I have a machine with Windows 7, and running VMware with one network card. *I*n VMware, I have Windows 2008 and another VM with pfSense doing firewall/proxy. *H*ow do I pass by every network pfSense when accessing the internet? I'll have to configure the switch? *N*eed to have two virtual interfaces in pfSense?

*T*his is a feasible network structure?


----------



## DutchDaemon (Apr 7, 2013)

Disclaimer: PC-BSD, DesktopBSD, FreeNAS, NAS4Free, m0N0WALL, *pfSense*, ArchBSD, kFreeBSD topics


----------



## douglasfim (Apr 7, 2013)

I can edit my topic? pfSense change for Free_BSD_?
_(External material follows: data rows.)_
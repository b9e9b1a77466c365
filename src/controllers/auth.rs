use super::utils::{self, AuthUser};

use crate::{
    models::User,
    result::{AppError, Result},
    AppState,
};

use argon2::{
    password_hash::{rand_core::OsRng, PasswordHash, PasswordHasher, PasswordVerifier, SaltString},
    Argon2,
};
use axum::{
    extract::State,
    http::StatusCode,
    response::{IntoResponse, Response},
    routing::{get, post},
    Json, Router,
};
use serde::{Deserialize, Serialize};

pub fn add_routes(router: Router<AppState>) -> Router<AppState> {
    return router
        .route("/api/auth/register", post(register))
        .route("/api/auth/login", post(login))
        .route("/api/auth/me", get(me));
}

#[derive(Debug, Deserialize)]
struct Credentials {
    username: String,
    password: String,
}

#[derive(Serialize)]
struct AuthResponse {
    token: String,
    user: User,
}

async fn register(
    State(state): State<AppState>,
    Json(body): Json<Credentials>,
) -> Result<Response> {
    let username_len = body.username.chars().count();
    if username_len < 3 || username_len > 50 {
        return Err(AppError::InvalidArgument(
            "Username must be between 3 and 50 characters".to_string(),
        ));
    }

    if body.password.len() < 6 {
        return Err(AppError::InvalidArgument(
            "Password must be at least 6 characters".to_string(),
        ));
    }

    let salt = SaltString::generate(&mut OsRng);
    let password_hash = Argon2::default()
        .hash_password(body.password.as_bytes(), &salt)
        .map_err(|e| AppError::Internal(anyhow::anyhow!(e)))?
        .to_string();

    let user: User = sqlx::query_as(
        "INSERT INTO users (username, password_hash) VALUES ($1, $2) RETURNING *",
    )
    .bind(&body.username)
    .bind(&password_hash)
    .fetch_one(&state.db)
    .await
    .map_err(|e| AppError::conflict_on_unique(e, "Username already exists"))?;

    let token = utils::sign_token(user.id, &user.username, &state.cfg.jwt_secret)?;

    return Ok((StatusCode::CREATED, Json(AuthResponse { token, user })).into_response());
}

async fn login(State(state): State<AppState>, Json(body): Json<Credentials>) -> Result<Response> {
    let user: Option<User> = sqlx::query_as("SELECT * FROM users WHERE username = $1")
        .bind(&body.username)
        .fetch_optional(&state.db)
        .await?;

    // Same error for unknown user and bad password.
    let Some(user) = user else {
        return Err(AppError::Forbidden("Invalid credentials".to_string()));
    };

    let parsed_hash = PasswordHash::new(&user.password_hash)
        .map_err(|e| AppError::Internal(anyhow::anyhow!(e)))?;

    if Argon2::default()
        .verify_password(body.password.as_bytes(), &parsed_hash)
        .is_err()
    {
        return Err(AppError::Forbidden("Invalid credentials".to_string()));
    }

    let token = utils::sign_token(user.id, &user.username, &state.cfg.jwt_secret)?;

    return Ok(Json(AuthResponse { token, user }).into_response());
}

#[derive(Serialize)]
struct MeResponse {
    user: User,
}

async fn me(user: AuthUser, State(state): State<AppState>) -> Result<Json<MeResponse>> {
    let user: Option<User> = sqlx::query_as("SELECT * FROM users WHERE id = $1")
        .bind(user.id)
        .fetch_optional(&state.db)
        .await?;

    let Some(user) = user else {
        return Err(AppError::NotFound("User not found".to_string()));
    };

    return Ok(Json(MeResponse { user }));
}
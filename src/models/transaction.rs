use chrono::{DateTime, Utc};
use serde::{Deserialize, Serialize};
use sqlx;

/// Append-only ledger entry for a peer-to-peer transfer.
#[derive(sqlx::FromRow, Serialize, Deserialize, Debug, Clone)]
#[serde(rename_all = "camelCase")]
pub struct Transaction {
    pub id: i64,
    pub from_user_id: i64,
    pub to_user_id: i64,
    pub amount: f64,
    pub created_at: DateTime<Utc>,
}
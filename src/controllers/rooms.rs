use super::utils::AuthUser;

use crate::{
    models::Room,
    notify::GameEvent,
    result::{AppError, Result},
    AppState,
};

use axum::{
    extract::{Path, State},
    http::StatusCode,
    response::{IntoResponse, Response},
    routing::{get, post},
    Json, Router,
};
use chrono::{DateTime, Utc};
use serde::{Deserialize, Serialize};

pub fn add_routes(router: Router<AppState>) -> Router<AppState> {
    return router
        .route("/api/rooms", get(get_rooms).post(create_room))
        .route("/api/rooms/:id", get(get_room).delete(close_room))
        .route("/api/rooms/:id/join", post(join_room))
        .route("/api/rooms/:id/leave", post(leave_room));
}

#[derive(Debug, Deserialize)]
struct CreateRoom {
    name: String,
}

#[derive(Serialize)]
struct RoomResponse {
    room: Room,
}

async fn create_room(
    user: AuthUser,
    State(state): State<AppState>,
    Json(body): Json<CreateRoom>,
) -> Result<Response> {
    let name = body.name.trim();

    if name.is_empty() {
        return Err(AppError::InvalidArgument("Room name is required".to_string()));
    }

    // The owner becomes a member in the same transaction as the room insert.
    let mut tx = state.db.begin().await?;

    let room: Room = sqlx::query_as("INSERT INTO rooms (name, owner_id) VALUES ($1, $2) RETURNING *")
        .bind(name)
        .bind(user.id)
        .fetch_one(&mut *tx)
        .await?;

    sqlx::query("INSERT INTO room_members (room_id, user_id) VALUES ($1, $2)")
        .bind(room.id)
        .bind(user.id)
        .execute(&mut *tx)
        .await?;

    tx.commit().await?;

    return Ok((StatusCode::CREATED, Json(RoomResponse { room })).into_response());
}

#[derive(sqlx::FromRow, Serialize)]
#[serde(rename_all = "camelCase")]
struct RoomSummary {
    id: i64,
    name: String,
    owner_id: i64,
    owner_username: String,
    is_active: bool,
    member_count: i64,
    created_at: DateTime<Utc>,
}

#[derive(Serialize)]
struct RoomsResponse {
    rooms: Vec<RoomSummary>,
}

async fn get_rooms(_user: AuthUser, State(state): State<AppState>) -> Result<Json<RoomsResponse>> {
    let rooms: Vec<RoomSummary> = sqlx::query_as(
        r#"
SELECT r.id, r.name, r.owner_id, u.username AS owner_username, r.is_active,
       COUNT(rm.user_id) AS member_count, r.created_at
FROM rooms r
JOIN users u ON r.owner_id = u.id
LEFT JOIN room_members rm ON r.id = rm.room_id
WHERE r.is_active = TRUE
GROUP BY r.id, u.username
ORDER BY r.created_at DESC
        "#,
    )
    .fetch_all(&state.db)
    .await?;

    return Ok(Json(RoomsResponse { rooms }));
}

#[derive(sqlx::FromRow, Serialize)]
#[serde(rename_all = "camelCase")]
struct MemberInfo {
    id: i64,
    username: String,
    points: f64,
    joined_at: DateTime<Utc>,
}

#[derive(Serialize)]
struct RoomDetailResponse {
    room: Room,
    members: Vec<MemberInfo>,
}

async fn get_room(
    _user: AuthUser,
    Path(room_id): Path<i64>,
    State(state): State<AppState>,
) -> Result<Json<RoomDetailResponse>> {
    let room: Option<Room> = sqlx::query_as("SELECT * FROM rooms WHERE id = $1")
        .bind(room_id)
        .fetch_optional(&state.db)
        .await?;

    let Some(room) = room else {
        return Err(AppError::NotFound("Room not found".to_string()));
    };

    let members: Vec<MemberInfo> = sqlx::query_as(
        r#"
SELECT u.id, u.username, u.points, rm.joined_at
FROM room_members rm
JOIN users u ON rm.user_id = u.id
WHERE rm.room_id = $1
ORDER BY rm.joined_at
        "#,
    )
    .bind(room_id)
    .fetch_all(&state.db)
    .await?;

    return Ok(Json(RoomDetailResponse { room, members }));
}

#[derive(Serialize)]
struct MessageResponse {
    message: &'static str,
}

async fn join_room(
    user: AuthUser,
    Path(room_id): Path<i64>,
    State(state): State<AppState>,
) -> Result<Json<MessageResponse>> {
    let room: Option<Room> = sqlx::query_as("SELECT * FROM rooms WHERE id = $1 AND is_active = TRUE")
        .bind(room_id)
        .fetch_optional(&state.db)
        .await?;

    if room.is_none() {
        return Err(AppError::NotFound("Room not found or inactive".to_string()));
    }

    sqlx::query("INSERT INTO room_members (room_id, user_id) VALUES ($1, $2)")
        .bind(room_id)
        .bind(user.id)
        .execute(&state.db)
        .await
        .map_err(|e| AppError::conflict_on_unique(e, "Already in this room"))?;

    state
        .notifier
        .broadcast_to_room(room_id, GameEvent::MemberJoined { user_id: user.id });

    return Ok(Json(MessageResponse {
        message: "Joined room successfully",
    }));
}

async fn leave_room(
    user: AuthUser,
    Path(room_id): Path<i64>,
    State(state): State<AppState>,
) -> Result<Json<MessageResponse>> {
    let room: Option<Room> = sqlx::query_as("SELECT * FROM rooms WHERE id = $1")
        .bind(room_id)
        .fetch_optional(&state.db)
        .await?;

    let Some(room) = room else {
        return Err(AppError::NotFound("Room not found".to_string()));
    };

    if room.owner_id == user.id {
        return Err(AppError::InvalidArgument(
            "Room owner cannot leave. Close the room instead.".to_string(),
        ));
    }

    let result = sqlx::query("DELETE FROM room_members WHERE room_id = $1 AND user_id = $2")
        .bind(room_id)
        .bind(user.id)
        .execute(&state.db)
        .await?;

    if result.rows_affected() == 0 {
        return Err(AppError::InvalidArgument("Not in this room".to_string()));
    }

    state
        .notifier
        .broadcast_to_room(room_id, GameEvent::MemberLeft { user_id: user.id });

    return Ok(Json(MessageResponse {
        message: "Left room successfully",
    }));
}

async fn close_room(
    user: AuthUser,
    Path(room_id): Path<i64>,
    State(state): State<AppState>,
) -> Result<Json<MessageResponse>> {
    let room: Option<Room> = sqlx::query_as("SELECT * FROM rooms WHERE id = $1")
        .bind(room_id)
        .fetch_optional(&state.db)
        .await?;

    let Some(room) = room else {
        return Err(AppError::NotFound("Room not found".to_string()));
    };

    if room.owner_id != user.id {
        return Err(AppError::Forbidden(
            "Only the room owner can close the room".to_string(),
        ));
    }

    // Closing is terminal and does not settle an ongoing round; a round left
    // ongoing here can still be settled afterwards.
    sqlx::query("UPDATE rooms SET is_active = FALSE WHERE id = $1")
        .bind(room_id)
        .execute(&state.db)
        .await?;

    state
        .notifier
        .broadcast_to_room(room_id, GameEvent::RoomClosed);

    return Ok(Json(MessageResponse {
        message: "Room closed successfully",
    }));
}
pub mod db;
My doubt is not about pfSense, but on the redirect to the firewall.


----------



## abhay4589 (Apr 7, 2013)

Are you familiar with "network cards" in VMWare? If so, connect your pfSense box with two network interfaces:

1. Bridged
2. Host-only network

And all other virtual machines should use that host-only network only. Use NAT in pfSense to pass the traffic from other virtual machine. That is how you will be able to create an isolated virtual machine which uses pfSense as gateway.


----------



## douglasfim (Apr 7, 2013)

I only have windows 2008 and pfSense as VM. VMware is running on windows 7, the other computers are physical machines. *A*ll machines and windows 7 with VM, are connected to a switch.


----------



## douglasfim (Apr 7, 2013)

I have a physical machine with Windows 7 and connected to the switch. *T*his machine is installed VMware. *I*n VMware, I have *W*indows 2008 and pfSense. *W*indows 2008 is running AD and DNS. pfSense is running firewall and proxy. *A*ll other machines are connected to the switch. *T*hese machines do login with AD in *W*indows 2008. *H*ow do I get all the machines to pass through the pfSense "firewall / proxy"?


----------



## abhay4589 (Apr 7, 2013)

That is exactly what I clarified in my reply. You will need two network cards for firewall VM and one for Windows 2008 server. Bridge one network interface of firewall VM so it will act as if it is on your local network. Other interface should be host-only interface.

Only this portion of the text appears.